Methods: Two different TEVGs were constructed: 1) Outer electrospun (OES) TEVG to inhibit transmural cell infiltration and, 2) Inner electrospun (IES) TEVG to inhibit circulating cell infiltration. The TEVGs were implanted in mice infrarenal abdominal aortas and evaluated for 4 and 8 weeks (n=5 and n=10 per group, respectively).
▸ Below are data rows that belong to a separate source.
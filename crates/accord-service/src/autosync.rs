//! Commit-triggered auto-sync coordinator.
//!
//! Registered as a commit observer on the store: whenever a profile write
//! commits, the owning person lands in a pending set (duplicates
//! collapsed) which is drained once, after the source edit is already
//! durable. Each contract syncs in its own commit; failures are logged
//! and never propagate to the write that triggered them, and nothing is
//! retried until the next triggering edit or an explicit manual sync.
//!
//! The coordinator is explicitly constructed and dependency-injected so
//! tests can build, disable, and drop it freely; there is no process-wide
//! static.

use crate::orchestrator::{ContractSyncOutcome, SyncOrchestrator};
use accord_storage::{CommitEvent, CommitObserver};
use accord_types::{ActorId, PersonAccountId, SyncType};
use async_trait::async_trait;
use std::collections::HashSet;
use std::sync::atomic::{AtomicBool, Ordering};
use std::sync::{Arc, Mutex};
use tracing::{debug, warn};

pub struct AutoSyncCoordinator {
    orchestrator: Arc<SyncOrchestrator>,
    enabled: AtomicBool,
    pending: Mutex<HashSet<PersonAccountId>>,
    draining: AtomicBool,
}

impl AutoSyncCoordinator {
    pub fn new(orchestrator: Arc<SyncOrchestrator>, enabled: bool) -> Arc<Self> {
        Arc::new(Self {
            orchestrator,
            enabled: AtomicBool::new(enabled),
            pending: Mutex::new(HashSet::new()),
            draining: AtomicBool::new(false),
        })
    }

    /// Idempotent; used to suspend derived writes during bulk imports.
    pub fn enable(&self) {
        self.enabled.store(true, Ordering::SeqCst);
    }

    /// Idempotent. While disabled, commit events are dropped entirely:
    /// a skipped sync is recovered by the next edit or a manual sync,
    /// never replayed.
    pub fn disable(&self) {
        self.enabled.store(false, Ordering::SeqCst);
    }

    pub fn is_enabled(&self) -> bool {
        self.enabled.load(Ordering::SeqCst)
    }

    fn pop_pending(&self) -> Option<PersonAccountId> {
        let mut pending = match self.pending.lock() {
            Ok(guard) => guard,
            Err(_) => return None,
        };
        let next = pending.iter().next().cloned();
        if let Some(person) = &next {
            pending.remove(person);
        }
        next
    }

    fn has_pending(&self) -> bool {
        self.pending
            .lock()
            .map(|pending| !pending.is_empty())
            .unwrap_or(false)
    }

    async fn drain(&self) {
        while let Some(person) = self.pop_pending() {
            debug!(person = %person, "auto-sync pass for committed profile edit");
            match self
                .orchestrator
                .sync_all_contracts_for_user(&person, &ActorId::system(), SyncType::Auto)
                .await
            {
                Ok(outcomes) => {
                    for outcome in outcomes {
                        if let ContractSyncOutcome::Failed { contract_id, error } = outcome {
                            warn!(
                                person = %person,
                                contract = %contract_id,
                                error = %error,
                                "auto-sync failed for contract; not retried"
                            );
                        }
                    }
                }
                Err(err) => {
                    warn!(person = %person, error = %err, "auto-sync pass failed; not retried");
                }
            }
        }
    }
}

#[async_trait]
impl CommitObserver for AutoSyncCoordinator {
    async fn on_commit(&self, event: CommitEvent) {
        if !self.is_enabled() {
            return;
        }

        {
            let mut pending = match self.pending.lock() {
                Ok(guard) => guard,
                Err(_) => return,
            };
            pending.extend(event.touched_profiles);
        }

        // One drain at a time; a drain already in flight on another task
        // will absorb the ids staged above.
        if self.draining.swap(true, Ordering::SeqCst) {
            return;
        }
        loop {
            self.drain().await;
            self.draining.store(false, Ordering::SeqCst);
            // Ids staged between the last pop and the flag reset.
            if !self.has_pending() || self.draining.swap(true, Ordering::SeqCst) {
                break;
            }
        }
    }
}

#[cfg(test)]
mod tests {
    use super::*;
    use accord_storage::CommitEvent;
    use chrono::Utc;

    fn coordinator(enabled: bool) -> Arc<AutoSyncCoordinator> {
        let store = Arc::new(accord_storage::memory::InMemoryHrStore::new());
        let orchestrator = Arc::new(SyncOrchestrator::new(
            store,
            crate::config::ServiceConfig::default(),
        ));
        AutoSyncCoordinator::new(orchestrator, enabled)
    }

    #[tokio::test]
    async fn disabled_coordinator_drops_events() {
        let coordinator = coordinator(false);
        coordinator
            .on_commit(CommitEvent {
                touched_profiles: vec![PersonAccountId::new("p1")],
                committed_at: Utc::now(),
            })
            .await;
        assert!(!coordinator.has_pending());
    }

    #[tokio::test]
    async fn enable_and_disable_are_idempotent() {
        let coordinator = coordinator(true);
        coordinator.disable();
        coordinator.disable();
        assert!(!coordinator.is_enabled());
        coordinator.enable();
        coordinator.enable();
        assert!(coordinator.is_enabled());
    }

    #[tokio::test]
    async fn drain_for_person_without_contracts_is_a_no_op() {
        let coordinator = coordinator(true);
        coordinator
            .on_commit(CommitEvent {
                touched_profiles: vec![
                    PersonAccountId::new("p1"),
                    PersonAccountId::new("p1"),
                    PersonAccountId::new("p2"),
                ],
                committed_at: Utc::now(),
            })
            .await;
        // Drained synchronously; nothing left behind.
        assert!(!coordinator.has_pending());
        assert!(!coordinator.draining.load(Ordering::SeqCst));
    }
}
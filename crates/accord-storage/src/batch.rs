//! The write boundary.
//!
//! Engines and services stage typed operations into a `WriteBatch`; the
//! caller that owns the operation commits the batch exactly once. A batch
//! is applied atomically: a rejected batch leaves storage untouched.

use accord_types::{
    CompanyRole, Contract, ContractId, DataSharingSettings, Employee, PersonAccountId,
    PersonalProfile, RetentionArchive, SyncLogAppend, SyncLogId,
};
use chrono::{DateTime, Utc};

/// One staged storage operation.
#[derive(Clone, Debug)]
pub enum WriteOp {
    PutContract(Contract),
    PutSettings(DataSharingSettings),
    PutProfile(PersonalProfile),
    PutEmployee(Employee),
    AppendSyncLog(SyncLogAppend),
    PutArchive(RetentionArchive),
    PutRole(CompanyRole),
    /// Bulk retention purge; the only operation that removes sync logs.
    PurgeSyncLogs { contract_id: ContractId },
}

/// Ordered set of operations committed as one unit.
#[derive(Clone, Debug, Default)]
pub struct WriteBatch {
    ops: Vec<WriteOp>,
}

impl WriteBatch {
    pub fn new() -> Self {
        Self::default()
    }

    pub fn push(&mut self, op: WriteOp) {
        self.ops.push(op);
    }

    pub fn put_contract(&mut self, contract: Contract) {
        self.push(WriteOp::PutContract(contract));
    }

    pub fn put_settings(&mut self, settings: DataSharingSettings) {
        self.push(WriteOp::PutSettings(settings));
    }

    pub fn put_profile(&mut self, profile: PersonalProfile) {
        self.push(WriteOp::PutProfile(profile));
    }

    pub fn put_employee(&mut self, employee: Employee) {
        self.push(WriteOp::PutEmployee(employee));
    }

    pub fn append_sync_log(&mut self, entry: SyncLogAppend) {
        self.push(WriteOp::AppendSyncLog(entry));
    }

    pub fn put_archive(&mut self, archive: RetentionArchive) {
        self.push(WriteOp::PutArchive(archive));
    }

    pub fn put_role(&mut self, role: CompanyRole) {
        self.push(WriteOp::PutRole(role));
    }

    pub fn purge_sync_logs(&mut self, contract_id: ContractId) {
        self.push(WriteOp::PurgeSyncLogs { contract_id });
    }

    pub fn is_empty(&self) -> bool {
        self.ops.is_empty()
    }

    pub fn len(&self) -> usize {
        self.ops.len()
    }

    pub fn ops(&self) -> &[WriteOp] {
        &self.ops
    }

    pub fn into_ops(self) -> Vec<WriteOp> {
        self.ops
    }
}

/// What a successful commit reports back.
#[derive(Clone, Debug)]
pub struct CommitReceipt {
    /// Storage-assigned ids for the staged sync-log rows, in stage order.
    pub sync_log_ids: Vec<SyncLogId>,
    pub ops_applied: usize,
    pub committed_at: DateTime<Utc>,
}

/// Delivered to observers after a batch is durably applied. Lists the
/// distinct owners of profile rows the batch wrote, duplicates collapsed.
#[derive(Clone, Debug)]
pub struct CommitEvent {
    pub touched_profiles: Vec<PersonAccountId>,
    pub committed_at: DateTime<Utc>,
}

/// Post-commit hook: notified outside the state lock, after durability,
/// in registration order. Only non-empty events are delivered.
#[async_trait::async_trait]
pub trait CommitObserver: Send + Sync {
    async fn on_commit(&self, event: CommitEvent);
}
Results: Immunohistochemistry revealed macrophage numbers continually increased for 8 weeks in the OES TEVG (0.44±0.38 x103/ mm2 vs. 1.09±0.70 x103/mm2, 4 vs. 8 weeks, p<0.001), but peaked at 4 weeks for the IES TEVG (1.01±0.53 x103/mm2 vs. 0.84±0.55 x103/ mm2, p=0.02). In addition, only M1 macrophages continually increased in the OES TEVG (0.35±0.39x103/mm2 vs. 0.77±0.61x103/mm2, p<0.001), whereas, they peaked at 4 weeks in the IES TEVG (0.70±0.37x103/mm2 vs. 0.52±0.41x103/mm2, p=0.015). M2 macrophages in both grafts were similar between 4 and 8 weeks. RT-PCR also reflected these results. Polarizing microscope images showed that the OES TEVG displayed less collagen content than the IES TEVG (%area: 2.9±1.6% vs. 7.3±3.9%, p=0.019). In the OES TEVG, the majority of collagen changed from type III (immature) at 4 weeks to type I (mature) at 8 weeks (type I vs III; 0.4±0.4% vs. 1.5±1.4%, p=0.29 at 4 weeks, 2.8±1.5% vs. 0.2±0.1%, p<0.001 at 8 weeks).However, the majority in the IES Graft was already type I by 4 weeks (2.5±1.5% vs. 1.0±0.5%, p=0.09 at 4 weeks, 6.5±3.9% vs. 0.8±1.1%, p<0.001 at 8 weeks). Conclusions: IES TEVGs turned off inflammation reaction in a shorter time and promoted more ECM formation than OES TEVGs. Transmural macrophage migration is possibly the primary cell population that promotes ECM formation.